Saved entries
******************************

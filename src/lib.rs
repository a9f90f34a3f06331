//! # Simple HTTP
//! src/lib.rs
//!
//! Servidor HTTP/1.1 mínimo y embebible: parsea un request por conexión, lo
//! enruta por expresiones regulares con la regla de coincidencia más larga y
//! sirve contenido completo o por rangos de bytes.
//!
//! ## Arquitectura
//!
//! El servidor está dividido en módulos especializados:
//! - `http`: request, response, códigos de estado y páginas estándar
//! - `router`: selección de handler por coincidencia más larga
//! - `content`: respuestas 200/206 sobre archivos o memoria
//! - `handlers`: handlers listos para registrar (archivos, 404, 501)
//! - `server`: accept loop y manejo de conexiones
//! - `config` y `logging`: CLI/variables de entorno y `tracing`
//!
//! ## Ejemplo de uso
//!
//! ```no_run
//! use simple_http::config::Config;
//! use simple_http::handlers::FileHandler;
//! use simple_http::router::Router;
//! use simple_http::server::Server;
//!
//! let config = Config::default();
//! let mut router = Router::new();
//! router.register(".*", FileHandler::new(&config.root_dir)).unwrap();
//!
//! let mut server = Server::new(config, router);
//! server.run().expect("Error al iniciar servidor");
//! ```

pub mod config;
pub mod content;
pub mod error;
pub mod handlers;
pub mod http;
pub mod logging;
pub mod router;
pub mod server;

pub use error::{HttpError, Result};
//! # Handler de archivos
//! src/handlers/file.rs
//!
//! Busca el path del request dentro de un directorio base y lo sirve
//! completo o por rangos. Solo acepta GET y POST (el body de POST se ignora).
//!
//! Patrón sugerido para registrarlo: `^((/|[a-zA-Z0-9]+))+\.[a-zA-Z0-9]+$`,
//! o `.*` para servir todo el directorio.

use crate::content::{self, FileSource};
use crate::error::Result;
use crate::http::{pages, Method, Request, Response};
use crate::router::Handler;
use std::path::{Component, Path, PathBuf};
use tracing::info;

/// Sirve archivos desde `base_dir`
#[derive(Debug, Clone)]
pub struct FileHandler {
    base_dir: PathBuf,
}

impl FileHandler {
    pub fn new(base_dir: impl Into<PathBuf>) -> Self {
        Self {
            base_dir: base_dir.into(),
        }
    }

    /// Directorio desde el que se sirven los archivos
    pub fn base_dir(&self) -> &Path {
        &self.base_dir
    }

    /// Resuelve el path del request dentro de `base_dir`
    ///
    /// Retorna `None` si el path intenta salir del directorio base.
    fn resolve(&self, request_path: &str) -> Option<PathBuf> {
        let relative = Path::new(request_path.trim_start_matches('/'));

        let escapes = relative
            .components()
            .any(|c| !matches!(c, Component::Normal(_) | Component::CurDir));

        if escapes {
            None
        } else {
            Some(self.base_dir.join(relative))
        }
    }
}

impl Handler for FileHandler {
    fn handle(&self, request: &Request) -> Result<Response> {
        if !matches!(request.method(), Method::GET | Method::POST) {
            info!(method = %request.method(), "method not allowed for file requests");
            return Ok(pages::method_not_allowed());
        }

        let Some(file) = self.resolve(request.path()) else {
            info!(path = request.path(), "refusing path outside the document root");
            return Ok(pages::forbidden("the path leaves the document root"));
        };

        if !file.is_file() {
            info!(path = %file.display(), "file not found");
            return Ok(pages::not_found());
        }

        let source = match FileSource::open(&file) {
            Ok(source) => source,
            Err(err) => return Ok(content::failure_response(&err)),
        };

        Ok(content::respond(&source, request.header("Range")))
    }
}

******************************

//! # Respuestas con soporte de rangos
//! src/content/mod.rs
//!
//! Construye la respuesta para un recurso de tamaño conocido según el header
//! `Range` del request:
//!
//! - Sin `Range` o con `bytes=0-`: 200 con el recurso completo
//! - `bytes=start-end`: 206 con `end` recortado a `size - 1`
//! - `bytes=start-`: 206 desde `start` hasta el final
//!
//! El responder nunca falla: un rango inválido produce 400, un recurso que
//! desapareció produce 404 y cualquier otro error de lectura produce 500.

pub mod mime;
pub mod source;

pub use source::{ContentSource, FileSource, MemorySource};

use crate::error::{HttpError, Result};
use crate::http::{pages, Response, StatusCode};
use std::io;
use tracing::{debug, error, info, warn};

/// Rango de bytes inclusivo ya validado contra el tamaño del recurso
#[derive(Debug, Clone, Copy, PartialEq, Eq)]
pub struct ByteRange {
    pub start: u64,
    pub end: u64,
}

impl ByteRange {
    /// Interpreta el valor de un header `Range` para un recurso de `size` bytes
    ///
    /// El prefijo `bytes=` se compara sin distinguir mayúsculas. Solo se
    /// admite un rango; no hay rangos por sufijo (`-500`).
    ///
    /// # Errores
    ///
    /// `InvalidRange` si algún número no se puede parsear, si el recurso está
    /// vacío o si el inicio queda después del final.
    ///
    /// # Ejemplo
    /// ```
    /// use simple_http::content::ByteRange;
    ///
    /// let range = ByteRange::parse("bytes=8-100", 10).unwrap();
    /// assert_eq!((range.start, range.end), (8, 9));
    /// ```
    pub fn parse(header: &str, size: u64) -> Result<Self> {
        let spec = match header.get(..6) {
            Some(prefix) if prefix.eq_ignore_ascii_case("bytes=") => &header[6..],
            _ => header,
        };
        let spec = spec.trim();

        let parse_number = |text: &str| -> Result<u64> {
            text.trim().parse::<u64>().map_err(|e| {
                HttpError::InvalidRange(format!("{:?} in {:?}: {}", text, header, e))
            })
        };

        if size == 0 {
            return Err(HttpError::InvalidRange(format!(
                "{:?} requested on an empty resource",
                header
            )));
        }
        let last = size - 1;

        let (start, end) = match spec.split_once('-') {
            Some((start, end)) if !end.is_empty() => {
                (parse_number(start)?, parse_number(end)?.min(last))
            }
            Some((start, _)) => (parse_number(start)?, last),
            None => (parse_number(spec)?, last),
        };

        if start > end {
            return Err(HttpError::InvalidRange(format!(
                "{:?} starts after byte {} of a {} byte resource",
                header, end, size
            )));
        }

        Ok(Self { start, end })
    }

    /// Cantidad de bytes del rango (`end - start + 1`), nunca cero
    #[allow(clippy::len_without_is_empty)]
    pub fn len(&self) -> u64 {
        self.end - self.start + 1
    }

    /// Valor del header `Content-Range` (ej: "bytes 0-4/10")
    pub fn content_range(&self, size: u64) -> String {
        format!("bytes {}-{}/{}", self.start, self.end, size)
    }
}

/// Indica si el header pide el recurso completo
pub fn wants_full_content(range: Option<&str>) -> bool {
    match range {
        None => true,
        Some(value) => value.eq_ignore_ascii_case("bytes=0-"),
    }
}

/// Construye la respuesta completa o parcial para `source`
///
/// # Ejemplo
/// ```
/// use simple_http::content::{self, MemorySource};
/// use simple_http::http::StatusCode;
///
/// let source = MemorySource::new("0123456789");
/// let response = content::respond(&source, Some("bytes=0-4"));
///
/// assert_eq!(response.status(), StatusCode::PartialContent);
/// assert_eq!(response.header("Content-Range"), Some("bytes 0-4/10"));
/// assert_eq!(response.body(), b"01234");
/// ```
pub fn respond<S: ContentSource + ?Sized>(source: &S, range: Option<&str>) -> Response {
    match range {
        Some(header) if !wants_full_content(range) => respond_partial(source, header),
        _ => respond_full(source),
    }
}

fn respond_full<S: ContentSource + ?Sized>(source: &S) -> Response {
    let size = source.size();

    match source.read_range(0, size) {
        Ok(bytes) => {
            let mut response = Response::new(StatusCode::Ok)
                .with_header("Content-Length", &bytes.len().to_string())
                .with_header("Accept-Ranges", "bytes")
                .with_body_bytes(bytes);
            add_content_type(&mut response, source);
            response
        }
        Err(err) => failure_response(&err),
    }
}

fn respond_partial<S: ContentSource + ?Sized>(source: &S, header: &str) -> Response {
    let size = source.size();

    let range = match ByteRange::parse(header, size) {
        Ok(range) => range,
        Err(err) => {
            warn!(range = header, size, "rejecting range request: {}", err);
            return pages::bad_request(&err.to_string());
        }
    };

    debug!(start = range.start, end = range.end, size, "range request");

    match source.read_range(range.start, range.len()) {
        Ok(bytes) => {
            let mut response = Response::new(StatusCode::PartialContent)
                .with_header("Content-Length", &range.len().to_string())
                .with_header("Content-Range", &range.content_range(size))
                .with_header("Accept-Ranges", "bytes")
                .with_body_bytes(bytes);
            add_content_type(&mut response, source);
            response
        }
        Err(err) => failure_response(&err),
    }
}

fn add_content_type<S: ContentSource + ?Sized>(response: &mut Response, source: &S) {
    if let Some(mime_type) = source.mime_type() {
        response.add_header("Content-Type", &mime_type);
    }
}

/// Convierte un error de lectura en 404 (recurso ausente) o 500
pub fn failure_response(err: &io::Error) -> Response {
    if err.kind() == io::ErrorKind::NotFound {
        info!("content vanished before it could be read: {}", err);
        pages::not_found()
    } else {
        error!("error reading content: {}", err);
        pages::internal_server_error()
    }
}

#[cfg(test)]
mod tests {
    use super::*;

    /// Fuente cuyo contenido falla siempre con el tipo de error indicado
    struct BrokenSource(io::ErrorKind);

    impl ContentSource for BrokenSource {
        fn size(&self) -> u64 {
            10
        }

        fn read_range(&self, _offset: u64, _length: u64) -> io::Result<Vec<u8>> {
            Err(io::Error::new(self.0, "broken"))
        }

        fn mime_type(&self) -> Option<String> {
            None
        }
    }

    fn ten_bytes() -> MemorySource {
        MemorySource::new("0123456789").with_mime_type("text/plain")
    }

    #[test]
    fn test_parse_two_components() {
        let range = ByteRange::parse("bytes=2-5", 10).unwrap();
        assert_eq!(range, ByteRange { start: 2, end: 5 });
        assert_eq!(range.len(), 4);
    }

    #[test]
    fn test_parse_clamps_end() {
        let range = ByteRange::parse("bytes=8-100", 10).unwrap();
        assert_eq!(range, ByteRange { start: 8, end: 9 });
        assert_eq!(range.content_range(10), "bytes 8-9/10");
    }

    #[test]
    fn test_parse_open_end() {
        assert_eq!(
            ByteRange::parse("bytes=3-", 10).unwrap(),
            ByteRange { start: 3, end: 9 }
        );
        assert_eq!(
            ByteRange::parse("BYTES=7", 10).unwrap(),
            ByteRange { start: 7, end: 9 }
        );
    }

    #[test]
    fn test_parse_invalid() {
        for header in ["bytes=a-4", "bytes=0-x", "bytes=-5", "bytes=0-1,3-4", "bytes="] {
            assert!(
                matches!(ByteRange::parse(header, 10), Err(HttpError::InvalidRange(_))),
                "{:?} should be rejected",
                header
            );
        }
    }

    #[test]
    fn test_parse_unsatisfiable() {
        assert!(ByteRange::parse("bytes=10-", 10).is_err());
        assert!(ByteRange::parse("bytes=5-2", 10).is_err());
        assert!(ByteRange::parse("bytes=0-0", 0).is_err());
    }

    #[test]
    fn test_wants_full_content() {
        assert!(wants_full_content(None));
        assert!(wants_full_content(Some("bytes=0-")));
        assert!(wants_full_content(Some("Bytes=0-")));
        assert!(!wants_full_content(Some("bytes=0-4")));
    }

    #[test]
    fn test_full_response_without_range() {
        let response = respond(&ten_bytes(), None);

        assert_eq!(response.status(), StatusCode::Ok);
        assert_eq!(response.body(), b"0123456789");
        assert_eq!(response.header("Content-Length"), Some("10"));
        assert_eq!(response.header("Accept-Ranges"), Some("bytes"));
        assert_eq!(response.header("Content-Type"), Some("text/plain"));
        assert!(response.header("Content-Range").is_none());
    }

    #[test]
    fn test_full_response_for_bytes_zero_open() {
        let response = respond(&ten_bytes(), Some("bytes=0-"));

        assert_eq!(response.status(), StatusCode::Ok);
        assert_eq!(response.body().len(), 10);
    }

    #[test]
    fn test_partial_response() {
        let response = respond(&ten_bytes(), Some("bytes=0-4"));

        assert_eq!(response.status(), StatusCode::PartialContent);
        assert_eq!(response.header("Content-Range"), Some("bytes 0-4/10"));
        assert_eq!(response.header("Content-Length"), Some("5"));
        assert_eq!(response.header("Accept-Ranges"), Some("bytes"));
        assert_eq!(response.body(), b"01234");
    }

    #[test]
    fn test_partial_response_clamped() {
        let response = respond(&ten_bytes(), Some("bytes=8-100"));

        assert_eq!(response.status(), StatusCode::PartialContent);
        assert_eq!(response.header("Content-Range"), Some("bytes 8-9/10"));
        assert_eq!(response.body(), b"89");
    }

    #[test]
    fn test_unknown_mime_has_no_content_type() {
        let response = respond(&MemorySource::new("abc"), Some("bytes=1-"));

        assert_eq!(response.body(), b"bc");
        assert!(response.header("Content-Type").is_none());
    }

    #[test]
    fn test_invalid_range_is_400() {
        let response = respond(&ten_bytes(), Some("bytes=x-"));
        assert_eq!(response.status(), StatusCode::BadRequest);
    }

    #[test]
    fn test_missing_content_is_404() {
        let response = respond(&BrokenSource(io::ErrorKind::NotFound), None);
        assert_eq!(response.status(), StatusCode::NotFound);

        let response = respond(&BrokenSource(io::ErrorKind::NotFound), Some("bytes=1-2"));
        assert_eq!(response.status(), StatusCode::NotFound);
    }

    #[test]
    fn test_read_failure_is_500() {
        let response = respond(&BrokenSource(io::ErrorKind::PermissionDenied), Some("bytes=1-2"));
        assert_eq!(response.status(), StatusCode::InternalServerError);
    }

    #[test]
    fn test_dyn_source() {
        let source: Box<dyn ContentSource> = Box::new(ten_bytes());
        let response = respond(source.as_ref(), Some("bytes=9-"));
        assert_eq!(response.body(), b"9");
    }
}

******************************

◆ **What needs to be done**: Using the data above, transcribe the lines that run from the line with "después del final." to the line with "if start > end", both ends kept, and output nothing else.

◆ **Answer section**:
    /// vacío o si el inicio queda después del final.
    ///
    /// # Ejemplo
    /// ```
    /// use simple_http::content::ByteRange;
    ///
    /// let range = ByteRange::parse("bytes=8-100", 10).unwrap();
    /// assert_eq!((range.start, range.end), (8, 9));
    /// ```
    pub fn parse(header: &str, size: u64) -> Result<Self> {
        let spec = match header.get(..6) {
            Some(prefix) if prefix.eq_ignore_ascii_case("bytes=") => &header[6..],
            _ => header,
        };
        let spec = spec.trim();

        let parse_number = |text: &str| -> Result<u64> {
            text.trim().parse::<u64>().map_err(|e| {
                HttpError::InvalidRange(format!("{:?} in {:?}: {}", text, header, e))
            })
        };

        if size == 0 {
            return Err(HttpError::InvalidRange(format!(
                "{:?} requested on an empty resource",
                header
            )));
        }
        let last = size - 1;

        let (start, end) = match spec.split_once('-') {
            Some((start, end)) if !end.is_empty() => {
                (parse_number(start)?, parse_number(end)?.min(last))
            }
            Some((start, _)) => (parse_number(start)?, last),
            None => (parse_number(spec)?, last),
        };

        if start > end {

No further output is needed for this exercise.